The original partner nations were France, Germany, Italy, Spain, the United Kingdom, Turkey, Belgium, and Luxembourg. These nations decided to charge the Organisation for Joint Armament Cooperation (OCCAR) with the management of the acquisition of the A400M. Following the withdrawal of Italy and revision of procurement totals, the revised requirement was for 180 aircraft. The first flight was forecast to occur during 2008 and the first delivery was to be in 2009. On 28 April 2005, South Africa joined the programme with the Denel Saab Aerostructures receiving a contract for fuselage components. Malaysia is the second country outside Europe to be involved. Malaysia through CTRM is responsible for manufacturing composite aero components for the aircraft.

The A400M is positioned as an intermediate size and range between the Lockheed C-130 and the Boeing C-17, carrying cargo too large or too heavy for the C-130 while able to use rough landing strips.

Delays and problems
On 9 January 2009, EADS announced that the first delivery was postponed from 2009 until at least 2012, and indicated that it wanted to renegotiate.

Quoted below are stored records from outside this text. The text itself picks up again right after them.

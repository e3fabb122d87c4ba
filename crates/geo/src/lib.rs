//! Geometry engine for facility map shape overlays.
//!
//! This crate provides:
//! - Haversine distance, initial bearing and destination point
//! - Point-in-polygon and point-to-polyline distance tests
//! - Sector (fan) arc construction
//! - Parsing of the shareable-link shape parameter grammar
//! - Proximity filtering of features against parsed shapes, with optional parallelism
//!
//! # Example
//!
//! ```
//! use facilitymap_geo::{parse_shape_query_str, ShapeGeometry};
//!
//! let query = parse_shape_query_str("shape=circle&lat=25&lng=120&radius=50&unit=km");
//! assert_eq!(query.shapes.len(), 1);
//! match &query.shapes[0].geometry {
//!     ShapeGeometry::Circle { center, radius_km } => {
//!         assert_eq!(center.latitude, 25.0);
//!         assert_eq!(*radius_km, 50.0);
//!     }
//!     other => panic!("unexpected shape {other:?}"),
//! }
//! ```

mod error;
mod haversine;
mod polygon;
mod polyline;
pub mod proximity;
pub mod query;
mod sector;
mod shape;
mod units;

pub use error::{GeoError, GeoErrorCode, Result};
pub use haversine::{
    destination_point, haversine_distance, haversine_distance_meters, initial_bearing,
    EARTH_RADIUS_KM, EARTH_RADIUS_M,
};
pub use polygon::{close_ring, point_in_polygon};
pub use polyline::{distance_point_to_polyline_km, meters_per_degree, polyline_length_km};
pub use proximity::{within_radius, NearbyFeature, ProximityFilter};
pub use query::{
    parse_coordinate_list, parse_shape_query, parse_shape_query_str, QueryParams, ShapeMode,
    ShapeQuery, SkippedShape,
};
pub use sector::{
    angle_in_range_cw, build_sector_arc, normalize_degrees, DEFAULT_SECTOR_STEP_DEG,
    MIN_SECTOR_STEP_DEG,
};
pub use shape::{Bounds, Shape, ShapeGeometry};
pub use units::{unit_to_km, DistanceUnit};

/// A geographic coordinate with latitude and longitude.
#[derive(Debug, Clone, Copy, PartialEq, serde::Serialize, serde::Deserialize)]
pub struct Coordinate {
    /// Latitude in degrees (-90 to 90)
    pub latitude: f64,
    /// Longitude in degrees (-180 to 180)
    pub longitude: f64,
}

impl Coordinate {
    /// Creates a new coordinate.
    ///
    /// # Arguments
    /// * `latitude` - Latitude in degrees (-90 to 90)
    /// * `longitude` - Longitude in degrees (-180 to 180)
    #[inline]
    pub fn new(latitude: f64, longitude: f64) -> Self {
        Self { latitude, longitude }
    }

    /// Returns true if the coordinate has valid values.
    #[inline]
    pub fn is_valid(&self) -> bool {
        self.latitude >= -90.0
            && self.latitude <= 90.0
            && self.longitude >= -180.0
            && self.longitude <= 180.0
    }

    /// Returns true if both components are finite numbers.
    #[inline]
    pub fn is_finite(&self) -> bool {
        self.latitude.is_finite() && self.longitude.is_finite()
    }

    /// Converts degrees to radians for internal calculations.
    #[inline]
    pub(crate) fn to_radians(self) -> (f64, f64) {
        (self.latitude.to_radians(), self.longitude.to_radians())
    }
}

impl From<(f64, f64)> for Coordinate {
    fn from((lat, lng): (f64, f64)) -> Self {
        Self::new(lat, lng)
    }
}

EADS maintained the first deliveries would begin three years after the first flight. In January 2009, Financial Times Deutschland reported that the A400M was overweight by 12 tons and may not meet a key performance requirement, the ability to airlift 32 tons; sources told FTD that it could only lift 29 tons, insufficient to carry an infantry fighting vehicle like the Puma. In response to the report, the chief of the German Air Force stated: "That is a disastrous development," and could delay deliveries to the German Air Force (Luftwaffe) until 2014. The Initial Operational Capability (IOC) for the Luftwaffe was later delayed and alternatives, such as a higher integration of European airlift capabilities, were studied.

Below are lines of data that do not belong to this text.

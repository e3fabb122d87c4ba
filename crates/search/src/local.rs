//! Ranked search over local features.

use crate::relevance::{calculate_relevance, RelevanceScore};
use crate::ScriptFolder;
use facilitymap_core::config::SearchConfig;
use facilitymap_core::feature::Feature;
use serde::Serialize;

/// Display name of features without `名稱` or `name`.
pub const UNNAMED: &str = "未命名";
/// Layer label of features without a `layer` property.
pub const UNCLASSIFIED: &str = "未分類";

/// Options for local search.
#[derive(Debug, Clone, PartialEq, Eq)]
pub struct SearchOptions {
    /// Property fields to scan, in priority order
    pub fields: Vec<String>,
    /// Scanning stops once this many matches were found
    pub max_results: usize,
    /// Shorter trimmed queries return nothing
    pub min_query_length: usize,
}

impl Default for SearchOptions {
    fn default() -> Self {
        Self::from(&SearchConfig::default())
    }
}

impl From<&SearchConfig> for SearchOptions {
    fn from(config: &SearchConfig) -> Self {
        Self {
            fields: config.fields.clone(),
            max_results: config.max_results,
            min_query_length: config.min_query_length,
        }
    }
}

/// A feature matching a query.
#[derive(Debug, Clone, Serialize)]
pub struct LocalMatch<'a> {
    #[serde(skip)]
    pub feature: &'a Feature,
    /// First field, in priority order, that contained the query
    pub matched_field: String,
    pub score: RelevanceScore,
    pub display_name: String,
    pub layer: String,
    /// `(lat, lng)` when the feature has a point geometry
    pub coordinates: Option<(f64, f64)>,
}

/// Search features for `query`.
///
/// Each feature is scored on the first configured field whose folded value
/// contains the folded query. Scanning stops as soon as `max_results`
/// matches were collected, so with a full page the result is the first
/// matches in input order rather than the best-scoring ones. The page is
/// then sorted by descending score, keeping input order among equal scores.
pub fn search_local_features<'a, I>(
    folder: &ScriptFolder,
    features: I,
    query: &str,
    options: &SearchOptions,
) -> Vec<LocalMatch<'a>>
where
    I: IntoIterator<Item = &'a Feature>,
{
    let query = query.trim();
    if query.is_empty()
        || query.chars().count() < options.min_query_length
        || options.max_results == 0
    {
        return Vec::new();
    }

    let folded_query = folder.fold(query);
    let mut results = Vec::new();

    for feature in features {
        let hit = options.fields.iter().find_map(|field| {
            let value = feature.property_text(field)?;
            calculate_relevance(&folder.fold(&value), &folded_query).map(|score| (field, score))
        });

        if let Some((field, score)) = hit {
            results.push(LocalMatch {
                feature,
                matched_field: field.clone(),
                score,
                display_name: feature
                    .property_text("名稱")
                    .or_else(|| feature.property_text("name"))
                    .unwrap_or_else(|| UNNAMED.to_string()),
                layer: feature
                    .property_text("layer")
                    .unwrap_or_else(|| UNCLASSIFIED.to_string()),
                coordinates: feature.point(),
            });
            if results.len() >= options.max_results {
                break;
            }
        }
    }

    // Vec::sort_by is stable
    results.sort_by(|a, b| b.score.cmp(&a.score));
    results
}

#[cfg(test)]
mod tests {
    use super::*;
    use facilitymap_core::feature::{Properties, PropertyValue};

    fn feature(props: &[(&str, &str)]) -> Feature {
        let properties: Properties = props
            .iter()
            .map(|(k, v)| ((*k).to_string(), PropertyValue::String((*v).to_string())))
            .collect();
        Feature::point_feature(25.0, 121.0, properties)
    }

    fn search<'a>(features: &'a [Feature], query: &str, options: &SearchOptions) -> Vec<LocalMatch<'a>> {
        search_local_features(&ScriptFolder::builtin(), features, query, options)
    }

    #[test]
    fn test_score_bands() {
        let features = vec![
            feature(&[("名稱", "HQ-12")]),
            feature(&[("名稱", "HQ-12A 系統")]),
            feature(&[("名稱", "防空陣地"), ("說明", "部署 HQ-12 飛彈")]),
        ];
        let results = search(&features, "HQ-12", &SearchOptions::default());
        let scores: Vec<_> = results.iter().map(|r| r.score.value()).collect();
        assert_eq!(scores, vec![100.0, 80.0, 50.0]);
        assert_eq!(results[2].matched_field, "說明");
    }

    #[test]
    fn test_first_matching_field_wins() {
        // 名稱 contains the query, 說明 equals it; 名稱 is scanned first
        let features = vec![feature(&[("名稱", "新竹 HQ-12 陣地"), ("說明", "HQ-12")])];
        let results = search(&features, "hq-12", &SearchOptions::default());
        assert_eq!(results[0].matched_field, "名稱");
        assert_eq!(results[0].score, RelevanceScore::Contains);
    }

    #[test]
    fn test_cross_script_match() {
        let features = vec![feature(&[("名稱", "臺灣海峽觀測站")])];
        let results = search(&features, "台湾", &SearchOptions::default());
        assert_eq!(results.len(), 1);
        assert_eq!(results[0].score, RelevanceScore::StartsWith);
    }

    #[test]
    fn test_early_exit_keeps_first_found() {
        let features = vec![
            feature(&[("名稱", "基地 A")]),
            feature(&[("名稱", "基地 B")]),
            feature(&[("名稱", "基地")]),
        ];
        let options = SearchOptions { max_results: 2, ..SearchOptions::default() };
        let results = search(&features, "基地", &options);
        // The exact match sits third and is never reached
        let names: Vec<_> = results.iter().map(|r| r.display_name.as_str()).collect();
        assert_eq!(names, vec!["基地 A", "基地 B"]);
    }

    #[test]
    fn test_stable_order_for_equal_scores() {
        let features = vec![
            feature(&[("名稱", "北部 雷達站")]),
            feature(&[("名稱", "雷達站")]),
            feature(&[("名稱", "南部 雷達站")]),
        ];
        let results = search(&features, "雷達站", &SearchOptions::default());
        let names: Vec<_> = results.iter().map(|r| r.display_name.as_str()).collect();
        assert_eq!(names, vec!["雷達站", "北部 雷達站", "南部 雷達站"]);
    }

    #[test]
    fn test_min_query_length_and_empty_query() {
        let features = vec![feature(&[("名稱", "HQ-12")])];
        let options = SearchOptions { min_query_length: 3, ..SearchOptions::default() };
        assert!(search(&features, "HQ", &options).is_empty());
        assert!(search(&features, "   ", &SearchOptions::default()).is_empty());
        assert!(search(&features, "", &SearchOptions::default()).is_empty());
    }

    #[test]
    fn test_display_defaults() {
        let features = vec![
            feature(&[("說明", "hangar")]),
            feature(&[("name", "Hangar 2"), ("說明", "Hangar 2 apron"), ("layer", "空軍")]),
        ];
        let results = search(&features, "hangar", &SearchOptions::default());
        assert_eq!(results.len(), 2);
        assert_eq!(results[0].display_name, UNNAMED);
        assert_eq!(results[0].layer, UNCLASSIFIED);
        assert_eq!(results[1].display_name, "Hangar 2");
        assert_eq!(results[1].layer, "空軍");
        assert_eq!(results[1].coordinates, Some((25.0, 121.0)));
    }

    #[test]
    fn test_numeric_property_matches() {
        let mut properties = Properties::new();
        properties.insert(
            "名稱".to_string(),
            PropertyValue::Number(serde_json::Number::from(602)),
        );
        let features = vec![Feature::point_feature(0.0, 0.0, properties)];
        let results = search(&features, "602", &SearchOptions::default());
        assert_eq!(results[0].score, RelevanceScore::Exact);
    }
}
//! Error types for equipment lookups.

use std::time::Duration;
use thiserror::Error;

/// Result type for equipment operations
pub type Result<T> = std::result::Result<T, EquipmentError>;

/// Errors raised by a [`SummarySource`](crate::SummarySource).
///
/// The resolver turns these into offline fallback entries.
#[derive(Error, Debug, Clone, PartialEq)]
pub enum EquipmentError {
    #[error("Summary source failed: {0}")]
    Source(String),

    #[error("Summary lookup timed out after {0:?}")]
    Timeout(Duration),

    #[error("Malformed summary payload: {0}")]
    MalformedSummary(String),
}

/// Error code range: 12xxx for equipment errors.
#[derive(Debug, Clone, Copy, PartialEq, Eq)]
#[repr(u32)]
pub enum EquipmentErrorCode {
    Source = 12001,
    Timeout = 12002,
    MalformedSummary = 12003,
}

impl EquipmentError {
    pub fn code(&self) -> EquipmentErrorCode {
        match self {
            EquipmentError::Source(_) => EquipmentErrorCode::Source,
            EquipmentError::Timeout(_) => EquipmentErrorCode::Timeout,
            EquipmentError::MalformedSummary(_) => EquipmentErrorCode::MalformedSummary,
        }
    }
}

#[cfg(test)]
mod tests {
    use super::*;

    #[test]
    fn test_codes() {
        assert_eq!(EquipmentError::Source("x".into()).code() as u32, 12001);
        assert_eq!(
            EquipmentError::Timeout(Duration::from_secs(5)).to_string(),
            "Summary lookup timed out after 5s"
        );
    }
}
//! Minimal HTTP server answering canned responses, one per connection.

use tokio::io::{AsyncReadExt, AsyncWriteExt};
use tokio::net::TcpListener;
use tokio::task::JoinHandle;

pub(crate) struct Reply {
    status: u16,
    reason: &'static str,
    body: String,
}

impl Reply {
    pub(crate) fn ok(body: impl Into<String>) -> Self {
        Self::status(200, "OK", body)
    }

    pub(crate) fn status(status: u16, reason: &'static str, body: impl Into<String>) -> Self {
        Self { status, reason, body: body.into() }
    }
}

/// Serve `replies` in order, returning the base URL and the raw request heads.
pub(crate) async fn serve(replies: Vec<Reply>) -> (String, JoinHandle<Vec<String>>) {
    let listener = TcpListener::bind("127.0.0.1:0").await.unwrap();
    let addr = listener.local_addr().unwrap();

    let handle = tokio::spawn(async move {
        let mut requests = Vec::new();
        for reply in replies {
            let (mut socket, _) = listener.accept().await.unwrap();

            let mut head = Vec::new();
            let mut buf = [0u8; 4096];
            while !head.windows(4).any(|w| w == b"\r\n\r\n") {
                let n = socket.read(&mut buf).await.unwrap();
                if n == 0 {
                    break;
                }
                head.extend_from_slice(&buf[..n]);
            }
            requests.push(String::from_utf8_lossy(&head).into_owned());

            let response = format!(
                "HTTP/1.1 {} {}\r\nContent-Type: application/json\r\nContent-Length: {}\r\nConnection: close\r\n\r\n{}",
                reply.status,
                reply.reason,
                reply.body.len(),
                reply.body
            );
            socket.write_all(response.as_bytes()).await.unwrap();
            let _ = socket.shutdown().await;
        }
        requests
    });

    (format!("http://{addr}"), handle)
}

On 29 March 2009, Airbus CEO Tom Enders told Der Spiegel that the programme may be abandoned without changes. OCCAR reminded participating countries that they could terminate the contract before 31 March 2009. In April 2009, the South African Air Force announced that it was considering alternatives to the A400M due to delays and increased cost. On 5 November 2009, South Africa announced the order's cancellation. On 12 June, The New York Times reported that Germany and France had delayed a decision whether to cancel their orders for six months while the UK planned to decide in late June. The NYT also quoted a report to the French Senate from February 2009, noting: "the A400M is €5 billion over budget, 3 to 4 years behind schedule, [and] aerospace experts estimate it is also costing Airbus between €1 billion and €1.5 billion a year."

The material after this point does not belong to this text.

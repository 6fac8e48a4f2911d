fn main() {
    scrapechain::cli::run();
}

In 2009, Airbus acknowledged that the programme was expected to lose at least €2.4 billion and could not break even without export sales. A PricewaterhouseCoopers audit projected that it would run €11.2 billion over budget, and that corrective measures would result in an overrun of €7.6 billion. On 24 July 2009, the seven European nations announced that the programme would proceed and formed a joint procurement agency to renegotiate the contract. On 9 December 2009, the Financial Times reported that Airbus requested an additional €5 billion subsidy. On 5 January 2010, Airbus repeated that the A400M may be scrapped, costing it €5.7 billion unless €5.3 billion was added by partner governments, delays had already increased its budget by 25%. Airbus executives reportedly regarded the A400M as competing for resources with the A380 and A350 XWB programmes.

In June 2009, Lockheed Martin said that both the UK and France had requested details on the C-130J as an alternative to the A400M. In 2011, the ADS Group warned that shifting British orders to American aircraft for short term savings would cost more in missed business, stating that A400M technologies would be a bridge to a new generation of civil aircraft.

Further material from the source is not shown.